December 19th, 2008 | mychemicalfreak | 8 Comments | Email My Chemical Freak!
Thanks to reader Brett Cooper for sending this to us.
Three Cheers Vinyl Review
The much-anticipated release of Three Cheers For Sweet Revenge on vinyl was topped-off when I surprisingly received it in the mail a brief 4 days after Warners/Nonesuch had sent me my confirmation email that it had been shipped. Usually the transit time in the past has been in excess of 3 weeks due to it being shipped as a parcel. Looks like they’re shipping these out via Priority Mail for US customers, more than likely so that they will be received in time for Christmas.

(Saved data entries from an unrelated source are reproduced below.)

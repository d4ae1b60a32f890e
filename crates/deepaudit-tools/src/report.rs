//! `create_vulnerability_report`, the only sanctioned way an agent
//! finalizes a finding. Runs whatever loosely-structured object the agent
//! hands over through `deepaudit_core::finding::normalize_finding`, so a
//! finding reported this way carries the same canonical shape regardless
//! of which agent role produced it.

use async_trait::async_trait;
use serde_json::{json, Value};

use deepaudit_core::finding::normalize_finding;
use deepaudit_core::{Error, PropertySchema, Tool, ToolDefinition, ToolOutput, ToolParameters};

pub struct CreateVulnerabilityReportTool;

#[async_trait]
impl Tool for CreateVulnerabilityReportTool {
    fn name(&self) -> &str {
        "create_vulnerability_report"
    }

    fn description(&self) -> &str {
        "Finalize a confirmed vulnerability as a structured finding. This is the only way to report a finding to the scan output."
    }

    fn definition(&self) -> ToolDefinition {
        ToolDefinition::new(self.name(), self.description()).with_parameters(
            ToolParameters::new()
                .add_property("title", PropertySchema::string("Short, specific summary of the vulnerability"), true)
                .add_property("description", PropertySchema::string("What the vulnerability is and why it matters"), true)
                .add_property(
                    "severity",
                    PropertySchema::enum_string("Severity", vec!["critical".into(), "high".into(), "medium".into(), "low".into()]),
                    true,
                )
                .add_property("vulnerability_type", PropertySchema::string("Vulnerability class, e.g. 'sql_injection'"), true)
                .add_property("file_path", PropertySchema::string("File the vulnerability was found in"), false)
                .add_property("line_start", PropertySchema::integer("Line number the vulnerability starts at"), false)
                .add_property("code_snippet", PropertySchema::string("The vulnerable code"), false)
                .add_property("suggestion", PropertySchema::string("Recommended fix"), false)
                .add_property("is_verified", PropertySchema::boolean("Whether this was confirmed by actual exploitation/reproduction"), false),
        )
    }

    async fn execute(&self, arguments: Value) -> Result<ToolOutput, Error> {
        if arguments.get("title").and_then(Value::as_str).map(str::trim).unwrap_or_default().is_empty() {
            return Err(Error::ToolInputInvalid { tool: self.name().into(), message: "'title' is required".into() });
        }
        if arguments.get("vulnerability_type").and_then(Value::as_str).map(str::trim).unwrap_or_default().is_empty() {
            return Err(Error::ToolInputInvalid { tool: self.name().into(), message: "'vulnerability_type' is required".into() });
        }

        let finding = normalize_finding(&arguments);
        let content = format!(
            "Recorded finding: [{}] {} ({})",
            finding.severity.to_uppercase(),
            finding.title,
            finding.vulnerability_type
        );
        let data = serde_json::to_value(&finding).map_err(Error::from)?;
        Ok(ToolOutput::success(content).with_data(json!({"finding": data})))
    }
}

pub fn create_report_tool() -> Box<dyn Tool> {
    Box::new(CreateVulnerabilityReportTool)
}

#[cfg(test)]
mod tests {
    use super::*;

    #[tokio::test]
    async fn test_create_vulnerability_report_normalizes_finding() {
        let tool = CreateVulnerabilityReportTool;
        let out = tool
            .execute(json!({
                "title": "SQL injection in login handler",
                "description": "User input is concatenated directly into a query",
                "severity": "high",
                "vulnerability_type": "sql_injection",
                "file_path": "app/auth.py",
                "line_start": 42,
            }))
            .await
            .unwrap();
        assert!(out.content.contains("SQL injection"));
        assert!(out.data.is_some());
    }

    #[tokio::test]
    async fn test_create_vulnerability_report_requires_title() {
        let tool = CreateVulnerabilityReportTool;
        let err = tool.execute(json!({"vulnerability_type": "xss", "severity": "low", "description": "x"})).await.unwrap_err();
        assert_eq!(err.code(), "Tool.InputInvalid");
    }
}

So there was a good indication that this was going to be fun. Opened up the box, broke out my mini knife to cut open a slit down the right side of the LP slipcase (this allows the shrink wrap to stay on the slipcase and preserves any stickers that have been placed on the shrink wrap and also preserved the slipcase itself from wear and tear), and popped-out the contents. As promised, it comes with an MCR sticker, Three Cheers logo stencil (complete with guns). a type-written lyric sheet that is much more easily readible than that of the CD jacket, and the flip side has “production” lyrics and notes, some handwritten, some typed. Whether or not these are actually from the production of the album is open to speculation. They do look like the real deal, however, as I do possess actual production notes and handwritten lyrics in my Alice Cooper collection, so I’ve seen these types of things before. If not, they did a good job of fudging it. The vinyl itself is a beautiful, deep, blood red. Very cool. That being said, the overall packaging is not as extravagant as the packaging was for The Black Parade deluxe vinyl edition (I literally get a rush every time that I open up my copy of the album because the packaging and heavy-duty vinyl is so frigging cool), but it’s a passable job.
But this is where my pleasure kind of ends. As all vinyl buffs know, the real test is what the album sounds like. Backing up a bit, I have a really nice turntable. It plays just about anything in any condition and makes it sound good. When I put Three Cheers on last night, I literally wondered if there was something wrong with my needle. Did I need to get a new one? The album sounded so scratchy and distorted that it made me wonder if I had gotten a defective copy or something. After about 4 songs, and the scratchiness and distortions getting worse, I decided to see if it’s my turntable or the record by putting on The Black Parade. Sure enough, crisp, clear, organic, goodness comes from my speakers when I put TBP on. So it’s not my needle. Put the Three Cheers back on. Same scratchiness, same distorition. This is a bummer. I already realized that the album is not pressed on 180-gram heavy-duty vinyl (a serious oversight, in my opinion), but the production values in
its analog transfer are seriously lacking. I don’t know what else to say. Sidenote: the jacket that the record, itself, sits in inside the slipcase, is already tearing on all three unopened sides. Either the jacket was a little too small and tore when the records were put into them, or the records were put in too forcefully.
My overall grade is a C-. B+ for packaging, D- for the quality of the vinyl record. The record comes off as more like a bootleg quality of some pirated copy of a record you might pick up at a flea market in Tijuana. I would like to hear what other people have to say. Maybe I did simply get a defective copy. Somehow I doubt it.